旧約聖書の王――神だけでなく、人間の王もいた


石原良明

はじめに

日本では、この5月から新しい「令和」という時代が始まりましたが、神学的には、歴史には2つの区分しかありません。旧約の時代と新約の時代です。

地上の歴史について考えるには、様々な要素が複雑に絡み合って歴史を画するものです。歴史は、人が勝手に作った区切りによって、というよりは、その社会が持つ生産力や内憂外患のような圧力によって動くものだと私は思います。

さて、聖書では神が王だと言われているのに、人間の王様もいたのはなぜでしょうか。しかも、その王様たるや、ダビデやソロモンのような有名な王様ばかりです。このあたりの事情を歴史的に見てみましょう。

 

メソポタミアとエジプト:神々の化身としての王

旧約聖書の背景でもあるメソポタミアやエジプトでは、狩猟と採集の時代が終わって農耕生活による定住化が始まった頃から村落が誕生し、灌漑農業が盛んになるにつれて共同体が大きくなりました。紀元前8500年頃から5000年頃のことです。その当時にはすでに共同体の精神的統合のしるしとして神殿や共同建築物が見られるようになるそうです。灌漑施設の建設や共用により、協働作業は氏族の枠組みを越えた、つまり血縁ばかりでなく地縁による社会的共同体が拡大していきました。紀元前4000年以降には農業に従事する村落と人口が集中する都市が現れ、やがて都市国家となっていきます。

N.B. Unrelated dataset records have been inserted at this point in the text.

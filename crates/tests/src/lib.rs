//! # Integration Tests
//!
//! 集成测试与端到端测试。
//!
//! 负责：
//! - 双树同构与逐帧同步性质 (随机特征列表)
//! - 循环、分支、响应节点的端到端场景
//! - 失败中止与清理语义
//! - 计划文件到采集的完整流程

#[cfg(test)]
mod support;

#[cfg(test)]
mod tree_tests {
    use rand::rngs::StdRng;
    use rand::SeedableRng;

    use acquisition::SyntheticMicroscope;
    use feature_engine::{build_trees, is_isomorphic, AcquisitionControl, FeatureContext};
    use std::sync::Arc;

    use crate::support::{Journal, ListGenerator};

    fn context() -> FeatureContext {
        FeatureContext::new(
            Arc::new(SyntheticMicroscope::default()),
            AcquisitionControl::new(),
        )
    }

    #[test]
    fn test_random_lists_build_isomorphic_trees() {
        for seed in 0..32 {
            let mut rng = StdRng::seed_from_u64(seed);
            let journal = Journal::default();
            let list = ListGenerator::new(&mut rng, &journal).list(3);

            let trees = build_trees(&context(), &list).unwrap();
            assert!(is_isomorphic(&trees.signal, &trees.data), "seed {seed}");
            assert_eq!(trees.signal.names(), trees.data.names(), "seed {seed}");
            assert_eq!(
                trees.signal.len(),
                list.iter().map(|e| e.node_count()).sum::<usize>(),
                "seed {seed}"
            );
        }
    }
}

#[cfg(test)]
mod e2e_tests {
    use rand::rngs::StdRng;
    use rand::SeedableRng;

    use acquisition::AcquisitionError;
    use contracts::{FeatureSpec, NodeConfig};
    use feature_engine::{EngineError, FeatureElement, Side};

    use crate::support::{acquire, loop_by_count, plain, scripted, Journal, ListGenerator, ScriptSpec};

    fn records(items: &[(u64, &str)]) -> Vec<(u64, String)> {
        items
            .iter()
            .map(|(frame, name)| (*frame, name.to_string()))
            .collect()
    }

    /// Every (frame, node) pair executed on the signal side is executed on the
    /// data side, in the same order.
    #[test]
    fn test_random_lists_stay_in_lockstep() {
        for seed in 0..16 {
            let mut rng = StdRng::seed_from_u64(seed);
            let journal = Journal::default();
            let list = ListGenerator::new(&mut rng, &journal).list(2);

            let (result, microscope) = acquire(&list);
            let report = result.unwrap_or_else(|e| panic!("seed {seed}: {e}"));

            assert_eq!(journal.signal(), journal.data(), "seed {seed}");
            assert_eq!(report.frames_triggered, report.frames_processed, "seed {seed}");
            assert_eq!(
                microscope.snapped_frames(),
                (0..report.frames_triggered).collect::<Vec<_>>(),
                "seed {seed}"
            );
        }
    }

    #[test]
    fn test_loop_by_count_three() {
        let journal = Journal::default();
        let list = vec![FeatureElement::looped(
            vec![plain("node0", &journal)],
            loop_by_count(3),
        )];

        let (result, _) = acquire(&list);
        result.unwrap();

        let expected = records(&[(0, "node0"), (1, "node0"), (2, "node0")]);
        assert_eq!(journal.signal(), expected);
        assert_eq!(journal.data(), expected);
    }

    #[test]
    fn test_nested_loops() {
        let journal = Journal::default();
        let inner = FeatureElement::looped(vec![plain("A", &journal)], loop_by_count(2));
        let list = vec![FeatureElement::looped(
            vec![inner, plain("B", &journal)],
            loop_by_count(2),
        )];

        let (result, _) = acquire(&list);
        let report = result.unwrap();

        let expected = records(&[(0, "A"), (1, "A"), (1, "B"), (2, "A"), (3, "A"), (3, "B")]);
        assert_eq!(journal.signal(), expected);
        assert_eq!(journal.data(), expected);
        assert_eq!(report.frames_triggered, 4);
    }

    #[test]
    fn test_multi_step_response_node_spans_frames() {
        let journal = Journal::default();
        let spec = ScriptSpec::multi_step(5)
            .with_config(NodeConfig::multi_step().with_need_response(true));
        let list = vec![scripted("M", spec, &journal).into()];

        let (result, _) = acquire(&list);
        let report = result.unwrap();

        let expected = records(&[(0, "M"), (1, "M"), (2, "M"), (3, "M"), (4, "M")]);
        assert_eq!(journal.signal(), expected);
        assert_eq!(journal.data(), expected);
        assert_eq!(journal.responses().len(), 5);
        assert_eq!(report.frames_triggered, 5);
    }

    #[test]
    fn test_response_node_shares_frame_with_predecessor() {
        let journal = Journal::default();
        let responder = ScriptSpec::default().with_config(NodeConfig::one_step().with_need_response(true));
        let list = vec![
            plain("A", &journal),
            scripted("B", responder, &journal).into(),
        ];

        let (result, _) = acquire(&list);
        result.unwrap();

        let expected = records(&[(0, "A"), (0, "B")]);
        assert_eq!(journal.signal(), expected);
        assert_eq!(journal.data(), expected);
        assert_eq!(journal.responses(), vec!["B".to_string()]);
    }

    #[test]
    fn test_device_related_node_starts_new_frame() {
        let journal = Journal::default();
        let device = ScriptSpec::default().with_config(NodeConfig::one_step().with_device_related(true));
        let list = vec![
            plain("A", &journal),
            scripted("Stage", device, &journal).into(),
            plain("C", &journal),
        ];

        let (result, _) = acquire(&list);
        result.unwrap();

        let expected = records(&[(0, "A"), (1, "Stage"), (1, "C")]);
        assert_eq!(journal.signal(), expected);
        assert_eq!(journal.data(), expected);
    }

    #[test]
    fn test_wait_to_continue_in_loop() {
        let journal = Journal::default();
        let gate: FeatureElement = features::builtin_registry()
            .descriptor(&FeatureSpec::new("WaitToContinue"))
            .unwrap()
            .into();
        let list = vec![FeatureElement::looped(
            vec![plain("A", &journal), gate, plain("B", &journal)],
            loop_by_count(3),
        )];

        let (result, _) = acquire(&list);
        let report = result.unwrap();

        assert_eq!(journal.signal(), journal.data());
        assert_eq!(journal.signal().len(), 6);
        assert_eq!(report.frames_triggered, report.frames_processed);
    }

    #[test]
    fn test_failing_response_node_aborts_and_cleans_up() {
        let journal = Journal::default();
        let failing = ScriptSpec {
            fail_data_at: Some(2),
            ..ScriptSpec::default().with_config(NodeConfig::one_step().with_need_response(true))
        };
        let list = vec![FeatureElement::looped(
            vec![plain("A", &journal), scripted("F", failing, &journal).into()],
            loop_by_count(10),
        )];

        let (result, microscope) = acquire(&list);
        let err = result.unwrap_err();
        assert!(matches!(
            err,
            AcquisitionError::Engine(EngineError::NodeFailed { side: Side::Data, ref node, .. }) if node == "F"
        ));
        assert!(microscope.was_ended());

        let mut cleanups = journal.cleanups();
        cleanups.sort();
        assert_eq!(cleanups, vec!["A.data", "A.signal", "F.data", "F.signal"]);
    }

    #[test]
    fn test_failing_plain_data_node_is_skipped() {
        let journal = Journal::default();
        let flaky = ScriptSpec {
            fail_data_at: Some(1),
            ..Default::default()
        };
        let list = vec![FeatureElement::looped(
            vec![scripted("Flaky", flaky, &journal).into(), plain("B", &journal)],
            loop_by_count(3),
        )];

        let (result, _) = acquire(&list);
        let report = result.unwrap();

        assert_eq!(report.frames_processed, 3);
        let flaky_data = journal.data().into_iter().filter(|(_, n)| n == "Flaky").count();
        assert_eq!(flaky_data, 0);
        let b_data = journal.data().into_iter().filter(|(_, n)| n == "B").count();
        assert_eq!(b_data, 3);
        assert_eq!(
            journal.cleanups().iter().filter(|c| *c == "Flaky.data").count(),
            1
        );
    }

    #[test]
    fn test_cleanup_runs_once_per_visited_node() {
        let journal = Journal::default();
        let list = vec![
            plain("A", &journal),
            FeatureElement::branch(
                scripted("Cond", ScriptSpec::default(), &journal),
                vec![plain("Yes", &journal)],
                vec![plain("No", &journal)],
            ),
        ];

        let (result, _) = acquire(&list);
        result.unwrap();

        let mut cleanups = journal.cleanups();
        cleanups.sort();
        assert_eq!(
            cleanups,
            vec!["A.data", "A.signal", "Cond.data", "Cond.signal", "Yes.data", "Yes.signal"]
        );
    }
}

#[cfg(test)]
mod container_tests {
    use std::sync::Arc;

    use acquisition::SyntheticMicroscope;
    use feature_engine::{load_features, AcquisitionControl, CleanupScope, FeatureContext};

    use crate::support::{plain, Journal};

    #[test]
    fn test_cleanup_is_idempotent() {
        let journal = Journal::default();
        let ctx = FeatureContext::new(
            Arc::new(SyntheticMicroscope::default()),
            AcquisitionControl::new(),
        );
        let list = vec![plain("A", &journal), plain("B", &journal)];
        let (mut signal, mut data) = load_features(&ctx, &list).unwrap();

        signal.run().unwrap();
        data.run(&[0]).unwrap();

        assert_eq!(signal.cleanup(CleanupScope::All), 2);
        assert_eq!(signal.cleanup(CleanupScope::All), 0);
        assert_eq!(data.cleanup(CleanupScope::All), 2);
        drop(data);
        drop(signal);

        assert_eq!(journal.cleanups().len(), 4);
    }

    #[test]
    fn test_stop_halts_both_containers() {
        let journal = Journal::default();
        let control = AcquisitionControl::new();
        let ctx = FeatureContext::new(Arc::new(SyntheticMicroscope::default()), control.clone());
        let list = vec![plain("A", &journal)];
        let (mut signal, mut data) = load_features(&ctx, &list).unwrap();

        control.request_stop();
        assert_eq!(signal.run().unwrap(), 0);
        assert_eq!(data.run(&[0]).unwrap(), 0);
        assert!(signal.is_ended());
        assert!(data.is_ended());
        assert!(journal.signal().is_empty());
    }
}

#[cfg(test)]
mod plan_tests {
    use std::io::Write;
    use std::sync::Arc;

    use acquisition::{Acquisition, SyntheticMicroscope};
    use config_loader::ConfigLoader;

    const PLAN: &str = r#"
version = "1"

[acquisition]
frame_wait_ms = 20
camera_wait_iterations = 50
mode = "live"
live_cycles = 2

[experiment.stack]
planes = [0.0, 0.5, 1.0, 1.5]

[[features]]
name = "StackPause"
args = [2, 5]

[[features]]
loop = [{ name = "LogFrames" }, { name = "WaitToContinue" }]
control = { name = "LoopByCount", args = ["stack.planes"] }
"#;

    #[test]
    fn test_plan_file_to_report() {
        let mut file = tempfile::Builder::new().suffix(".toml").tempfile().unwrap();
        file.write_all(PLAN.as_bytes()).unwrap();

        let plan = ConfigLoader::load_from_path(file.path()).unwrap();
        let list = features::builtin_registry().resolve(&plan.features).unwrap();

        let microscope = Arc::new(SyntheticMicroscope::default());
        let report = Acquisition::new(microscope.clone(), plan.acquisition.clone())
            .with_experiment(plan.experiment.clone())
            .run(&list)
            .unwrap();

        assert_eq!(report.signal_cycles, 2);
        assert_eq!(report.data_cycles, 2);
        assert!(!report.stopped);
        assert_eq!(report.frames_triggered, report.frames_processed);
        assert_eq!(
            report.metrics.node_counts.get("signal/LogFrames"),
            Some(&8)
        );
        assert!(microscope.was_ended());
    }
}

複数の都市国家を支配する領土国家が現れるのは紀元前3000年以降のことです。エジプトではメネスという王がエジプトの都市国家を統一。メネス王は自分の出身地の守護神ホルスの化身であると主張し、さらに後代のファラオたちは自らを創造神ラーの化身と謳いました。その最初期から、臣下の殉死の習慣が認められると言われます。いかに強大な権力を誇示していたか想像できそうですね。メソポタミアではシュメール人による都市国家が土地や水利権をめぐって長く覇を競い合っていましたが、その都市国家に世俗的な政治権力を持つ王がいたのかどうかは明らかになっていないそうです。

やがて、紀元前24世紀にシュメール人による領土国家が誕生しますが、王朝として長続きはしませんでした。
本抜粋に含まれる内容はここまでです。